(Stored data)
--------------------------------
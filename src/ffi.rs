//! The C ABI used by host simulators.
//! Every pointer handed out by a constructor must be released with `cache_close`.
use libc::c_char;
use std::{ffi::CStr, ptr, slice};

use crate::{
    cache::{AccessKind, AccessResult, Cache, FillResult},
    config::{CacheConfig, ReplacementPolicy},
    init_tracing,
    trace::{MemoryHierarchy, TraceDriver},
};

unsafe fn c_str<'a>(raw: *const c_char) -> Option<&'a str> {
    if raw.is_null() {
        return None;
    }
    CStr::from_ptr(raw).to_str().ok()
}

fn into_raw(config: CacheConfig) -> *mut Cache {
    match Cache::new(config) {
        Ok(cache) => Box::into_raw(Box::new(cache)),
        Err(e) => {
            tracing::error!("cannot create cache: {e}");
            ptr::null_mut()
        }
    }
}

/// create a cache, null when the configuration is rejected
/// # Safety
/// `name` must be null or a valid nul terminated string
#[no_mangle]
pub unsafe extern "C" fn cache_new(
    name: *const c_char,
    num_sets: usize,
    block_size: usize,
    associativity: usize,
    policy: ReplacementPolicy,
    hit_latency: u64,
    miss_latency: u64,
) -> *mut Cache {
    init_tracing();
    let Some(name) = c_str(name) else {
        tracing::error!("cache name is null or not utf-8");
        return ptr::null_mut();
    };
    into_raw(CacheConfig::new(
        name,
        num_sets,
        block_size,
        associativity,
        policy,
        hit_latency,
        miss_latency,
    ))
}

/// # Safety
/// `path` must be null or a valid nul terminated string
#[no_mangle]
pub unsafe extern "C" fn cache_from_config_file(path: *const c_char) -> *mut Cache {
    init_tracing();
    let Some(path) = c_str(path) else {
        tracing::error!("config path is null or not utf-8");
        return ptr::null_mut();
    };
    match CacheConfig::from_config_file(path) {
        Ok(config) => into_raw(config),
        Err(e) => {
            tracing::error!("cannot load cache config {path}: {e:?}");
            ptr::null_mut()
        }
    }
}

/// returns the latency, 0 for a null cache
/// # Safety
/// `cache` must come from a constructor of this module and not be closed
#[no_mangle]
pub unsafe extern "C" fn cache_access(
    cur_cycle: u64,
    cache: *mut Cache,
    kind: AccessKind,
    addr: u64,
) -> u64 {
    match cache.as_mut() {
        Some(cache) => cache.access(cur_cycle, kind, addr),
        None => {
            tracing::error!("cache_access on a null cache");
            0
        }
    }
}

/// 0 on a hit, 1 on a miss, -1 when the transfer is rejected
/// # Safety
/// `cache` as for `cache_access`, `data` must point to `size` writable bytes
#[no_mangle]
pub unsafe extern "C" fn cache_access_data(
    cur_cycle: u64,
    cache: *mut Cache,
    kind: AccessKind,
    addr: u64,
    data: *mut u8,
    size: usize,
) -> i32 {
    let Some(cache) = cache.as_mut() else {
        tracing::error!("cache_access_data on a null cache");
        return -1;
    };
    if data.is_null() && size != 0 {
        tracing::error!("cache_access_data with a null buffer");
        return -1;
    }
    let buffer: &mut [u8] = if size == 0 {
        &mut []
    } else {
        slice::from_raw_parts_mut(data, size)
    };
    match cache.access_with_data(cur_cycle, kind, addr, buffer) {
        Ok(AccessResult::Hit(_)) => 0,
        Ok(AccessResult::Miss(_)) => 1,
        Err(_) => -1,
    }
}

/// 1 when the line was resident, 0 when not, -1 on a null argument
/// # Safety
/// `cache` as for `cache_access`, `data` must point to one block of readable bytes
#[no_mangle]
pub unsafe extern "C" fn cache_update_data(
    cur_cycle: u64,
    cache: *mut Cache,
    addr: u64,
    data: *const u8,
) -> i32 {
    let Some(cache) = cache.as_mut() else {
        tracing::error!("cache_update_data on a null cache");
        return -1;
    };
    if data.is_null() {
        tracing::error!("cache_update_data with a null buffer");
        return -1;
    }
    let buffer = slice::from_raw_parts(data, cache.config().block_size);
    match cache.force_update(cur_cycle, addr, buffer) {
        Ok(FillResult::Found) => 1,
        Ok(FillResult::NotFound) => 0,
        Err(_) => -1,
    }
}

/// # Safety
/// `cache` as for `cache_access`
#[no_mangle]
pub unsafe extern "C" fn cache_invalidate_data(cache: *mut Cache) {
    if let Some(cache) = cache.as_mut() {
        cache.invalidate_all();
    }
}

/// # Safety
/// `cache` as for `cache_access`
#[no_mangle]
pub unsafe extern "C" fn cache_print(cache: *const Cache) {
    if let Some(cache) = cache.as_ref() {
        print!("{}", cache.report());
    }
}

/// run a trace file through two chained caches, 0 on success and -1 on failure
/// # Safety
/// both caches as for `cache_access` and distinct, `filename` as for `cache_from_config_file`
#[no_mangle]
pub unsafe extern "C" fn mcache_read_trace_file(
    l1: *mut Cache,
    l2: *mut Cache,
    filename: *const c_char,
) -> i32 {
    let (Some(l1), Some(l2), Some(filename)) = (l1.as_mut(), l2.as_mut(), c_str(filename)) else {
        tracing::error!("mcache_read_trace_file with a null argument");
        return -1;
    };
    let result = TraceDriver::from_file(filename, MemoryHierarchy::new(l1, l2))
        .and_then(|driver| driver.run());
    match result {
        Ok(_) => 0,
        Err(e) => {
            tracing::error!("trace {filename} failed: {e:?}");
            -1
        }
    }
}

/// release the cache and every block it owns
/// # Safety
/// `cache` must come from a constructor of this module, it is dangling afterwards
#[no_mangle]
pub unsafe extern "C" fn cache_close(cache: *mut Cache) {
    if !cache.is_null() {
        let report = Box::from_raw(cache).close();
        tracing::debug!(cache = %report.name, "cache closed");
    }
}
use std::fmt;

use serde::{Deserialize, Serialize};

/// running counters of one cache
#[derive(Debug, Serialize, Deserialize, Default, Clone, PartialEq, Eq)]
pub struct CacheStatistics {
    pub num_access: u64,
    pub num_miss: u64,
    /// misses that start a new miss window, overlapping misses are folded in
    pub num_miss_clustered: u64,
    /// the cycle of the last miss that opened a window
    pub cycle_of_last_miss: Option<u64>,
}

impl CacheStatistics {
    pub fn update_access(&mut self) {
        self.num_access += 1;
    }

    /// record a miss at `current_cycle`.
    /// a miss only opens a new window when it lands more than `miss_latency`
    /// cycles after the last window was opened; a clock behind that window also opens one
    pub fn update_miss(&mut self, current_cycle: u64, miss_latency: u64) {
        self.num_miss += 1;
        let new_window = match self.cycle_of_last_miss {
            None => true,
            Some(last) => current_cycle
                .checked_sub(last)
                .map_or(true, |gap| gap > miss_latency),
        };
        if new_window {
            self.num_miss_clustered += 1;
            self.cycle_of_last_miss = Some(current_cycle);
        }
    }

    pub fn num_hit(&self) -> u64 {
        self.num_access.saturating_sub(self.num_miss)
    }

    pub fn hit_rate(&self) -> f64 {
        if self.num_access == 0 {
            0.0
        } else {
            self.num_hit() as f64 / self.num_access as f64
        }
    }
}

/// what `Cache::report` hands back
#[derive(Debug, Serialize, Clone, PartialEq)]
pub struct CacheReport {
    pub name: String,
    pub num_access: u64,
    pub num_miss: u64,
    pub num_miss_clustered: u64,
}

impl CacheReport {
    pub fn new(name: &str, statistics: &CacheStatistics) -> Self {
        CacheReport {
            name: name.to_string(),
            num_access: statistics.num_access,
            num_miss: statistics.num_miss,
            num_miss_clustered: statistics.num_miss_clustered,
        }
    }

    pub fn hit_rate(&self) -> f64 {
        if self.num_access == 0 {
            0.0
        } else {
            self.num_access.saturating_sub(self.num_miss) as f64 / self.num_access as f64
        }
    }
}

impl fmt::Display for CacheReport {
    fn fmt(&self, f: &mut fmt::Formatter<'_>) -> fmt::Result {
        writeln!(f, "--------------")?;
        writeln!(f, "Cache {}", self.name)?;
        writeln!(f, "--------------")?;
        writeln!(f, "num_access: {}", self.num_access)?;
        writeln!(f, "num_miss: {}", self.num_miss)?;
        writeln!(f, "num_miss_star: {}", self.num_miss_clustered)
    }
}
use rand::{rngs::StdRng, Rng};

use crate::config::ReplacementPolicy;

use super::CacheSet;

impl ReplacementPolicy {
    /// only LRU refreshes a block on a hit
    pub fn reorders_on_hit(&self) -> bool {
        matches!(self, ReplacementPolicy::Lru)
    }

    /// pick the slot to overwrite on a miss.
    /// validity is ignored, so random may evict while empty slots remain
    pub(super) fn select_victim(&self, set: &CacheSet, rng: &mut StdRng) -> usize {
        match self {
            ReplacementPolicy::Lru | ReplacementPolicy::Fifo => set.tail(),
            ReplacementPolicy::Random => {
                let position = rng.random_range(0..set.associativity());
                set.slot_at(position)
            }
        }
    }
}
--------------------------------
(What you need to do)
Return the lines above that include the string "argument".

(Task solution)
/// 1 when the line was resident, 0 when not, -1 on a null argument
        tracing::error!("mcache_read_trace_file with a null argument");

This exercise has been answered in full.